Le Parlement a adopté un projet de loi qui permet aux tribunaux français de juger des actes de piraterie maritime commis dans le monde entier. Ce texte réintroduit la piraterie dans le droit pénal français, qui en avait été retiré en 2007.
AFP - Le Parlement a définitivement adopté mercredi, après un ultime vote du Sénat, un projet de loi qui devrait permettre à la France de mieux réprimer et juger les actes de piraterie maritime, un phénomène croissant qui touche tous les Etats.
Le projet de loi de "lutte contre la piraterie et d'exercice des pouvoirs de police de l'Etat en mer" a été voté à l'unanimité par les sénateurs lors de cette deuxième lecture. Le Sénat n'ayant pas modifié la version adoptée en première lecture le 25 novembre par les députés, le vote est définitif.
"Plus de 4.000 actes de piraterie ont été recensés au cours des vingt dernières années. En 2009, 159 navires ont subi des attaques, 1.052 marins pris en otage dont 8 ont été tués", a rappelé le rapporteur UMP du texte, André Dulait.
"Il y a actuellement 21 navires et 480 marins en otage", a-t-il ajouté, évoquant une "menace sérieuse à la sécurité de la navigation et à l'approvisionnement".
"90% des individus interceptés sont relâchés et selon un rapport du secrétariat général des Nations Unies, 700 présumés pirates auraient été libérés au cours du 1er semestre 2010", a expliqué Henri de Raincourt (Coopération).
Le texte permet d'adapter la législation française aux conventions internationales dont celle de Montego Bay sur le droit de la mer entrée en vigueur en 1994 et réintroduit la piraterie dans le droit pénal français. La législation qui datait de 1825 avait été abrogée en 2007.
Il donne une plus grande liberté d'action aux forces navales françaises lors d'interventions en haute mer en accordant aux commandants les pouvoirs d'un officier de police judiciaire. Ils pourront contrôler les navires suspects, ordonner l'ouverture du feu et le déroutement, procéder à des saisies, arrêter et déférer des pirates, détruire des embarcations.
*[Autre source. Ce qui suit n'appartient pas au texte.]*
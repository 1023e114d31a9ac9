use crate::dataset::Dataset;
use crate::record::{Region, SalesRecord};
use chrono::NaiveDate;
use serde::{Deserialize, Serialize};
use std::collections::BTreeSet;
use std::fmt;
use std::ops::RangeInclusive;
use tracing::trace;

/// Date range used to filter sales records.
///
/// Both ends are inclusive. A range whose start is after its end is
/// legal and matches nothing.
#[derive(Debug, Clone, Copy, PartialEq, Eq, Serialize, Deserialize)]
pub struct DateRange {
    /// Start date (inclusive)
    pub start: NaiveDate,
    /// End date (inclusive)
    pub end: NaiveDate,
}

impl DateRange {
    /// Creates a new DateRange.
    pub fn new(start: NaiveDate, end: NaiveDate) -> Self {
        DateRange { start, end }
    }

    /// Creates a single-day range.
    pub fn single_day(date: NaiveDate) -> Self {
        DateRange {
            start: date,
            end: date,
        }
    }

    /// Creates a DateRange from a standard inclusive range.
    pub fn from_range(range: RangeInclusive<NaiveDate>) -> Self {
        DateRange {
            start: *range.start(),
            end: *range.end(),
        }
    }

    /// Builds a range from the one or two dates a date-input widget returns.
    ///
    /// A single date is treated as the degenerate range `[d, d]`.
    ///
    /// # Errors
    /// Returns [`FilterError::MalformedInterval`] for zero or more than two dates.
    pub fn from_endpoints(dates: &[NaiveDate]) -> Result<Self, FilterError> {
        match dates {
            [date] => Ok(DateRange::single_day(*date)),
            [start, end] => Ok(DateRange::new(*start, *end)),
            _ => Err(FilterError::MalformedInterval(dates.len())),
        }
    }

    pub fn is_inverted(&self) -> bool {
        self.start > self.end
    }

    pub fn contains(&self, date: NaiveDate) -> bool {
        self.start <= date && date <= self.end
    }
}

/// The two user-selected dashboard parameters.
#[derive(Debug, Clone, PartialEq, Eq, Serialize, Deserialize)]
pub struct SalesFilter {
    /// Regions to keep. An empty set keeps nothing.
    pub regions: BTreeSet<Region>,
    pub date_range: DateRange,
}

impl SalesFilter {
    pub fn new(regions: impl IntoIterator<Item = Region>, date_range: DateRange) -> Self {
        SalesFilter {
            regions: regions.into_iter().collect(),
            date_range,
        }
    }

    /// The unconstrained filter for a dataset: every region present and the
    /// full date span. Returns `None` for an empty dataset.
    pub fn defaults_for(dataset: &Dataset) -> Option<Self> {
        let (start, end) = dataset.date_bounds()?;
        Some(SalesFilter::new(
            dataset.regions(),
            DateRange::new(start, end),
        ))
    }

    /// Returns true if the record passes both the region and date predicates.
    pub fn matches(&self, record: &SalesRecord) -> bool {
        is_included(&self.regions, &self.date_range, record)
    }
}

/// Source of sales records that can be queried with a [`SalesFilter`].
///
/// Implementations must return derived copies; the underlying data is never
/// modified by a query.
pub trait SalesDataProvider {
    /// Returns the records matching `filter`, in source order.
    fn query(&self, filter: &SalesFilter) -> Vec<SalesRecord>;
}

impl SalesDataProvider for Dataset {
    fn query(&self, filter: &SalesFilter) -> Vec<SalesRecord> {
        self.records().query(filter)
    }
}

impl SalesDataProvider for [SalesRecord] {
    fn query(&self, filter: &SalesFilter) -> Vec<SalesRecord> {
        filter_records(self, &filter.regions, &filter.date_range)
    }
}

/// Keeps records whose region is selected and whose date lies in `range`.
pub fn filter_records(
    records: &[SalesRecord],
    regions: &BTreeSet<Region>,
    range: &DateRange,
) -> Vec<SalesRecord> {
    if regions.is_empty() || range.is_inverted() {
        trace!(
            regions = regions.len(),
            inverted = range.is_inverted(),
            "Filter matches nothing"
        );
        return Vec::new();
    }

    records
        .iter()
        .filter(|record| is_included(regions, range, record))
        .cloned()
        .collect()
}

fn is_included(regions: &BTreeSet<Region>, range: &DateRange, record: &SalesRecord) -> bool {
    regions.contains(&record.region) && range.contains(record.date)
}

/// Errors that can occur when building a filter from user input.
#[derive(Debug, Clone, PartialEq, Eq)]
pub enum FilterError {
    /// The date input carried a number of endpoints other than one or two
    MalformedInterval(usize),
}

impl fmt::Display for FilterError {
    fn fmt(&self, f: &mut fmt::Formatter<'_>) -> fmt::Result {
        match self {
            FilterError::MalformedInterval(count) => write!(
                f,
                "Date interval needs one or two dates, got {}",
                count
            ),
        }
    }
}

impl std::error::Error for FilterError {}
A défaut de pouvoir être jugés par un Etat tiers, les pirates pourront l'être par les juridictions françaises.
Le texte reconnaît à celles-ci "une compétence quasi-universelle pour juger des actes de piraterie commis hors de France quelle que soit la nationalité du navire ou des victimes", lorsque les pirates sont appréhendés par des agents français.
Une force européenne anti-piraterie (Atalante) est déployée depuis deux ans dans l'océan Indien.
La France devait aussi se conformer à l'arrêt Medvedyev de la Cour européenne des droits de l'homme (CEDH), qui avait remis en cause la rétention par la marine d'un équipage cambodgien, en raison du statut du parquet français.
Dans les affaires du Ponant et du Carré d'As, les avocats des pirates somaliens avaient également contesté le flou procédural entourant l'arrestation de leurs clients en mer.
Le texte créé donc un régime "sui generis" pour l'arrestation et la consignation de pirates à bord, avec l'intervention dans les 48 heures d'un juge de la liberté.
Le secrétaire général de l'ONU Ban Ki-moon a récemment mis sur la table des options pour juger les pirates --de la juridiction nationale ou régionale au tribunal international-- et chargé Jack Lang de faire des propositions qu'il doit rendre en janvier.
Michel Boutant (PS) a critiqué l'absence d'avocat dans la procédure et Michelle Demessine (CRC-SPG, communiste et parti de gauche) a estimé que "faute d'éradiquer la misère dans certains pays, la piraterie avait de beaux jours devant elle".
"C'est un message que nous adressons aux pirates à l'heure où 6 Somaliens sont renvoyés devant la Cour d'assises des mineurs de Paris pour la prise d'otage à bord du Carré d'As", s'est félicité André Trillard (UMP).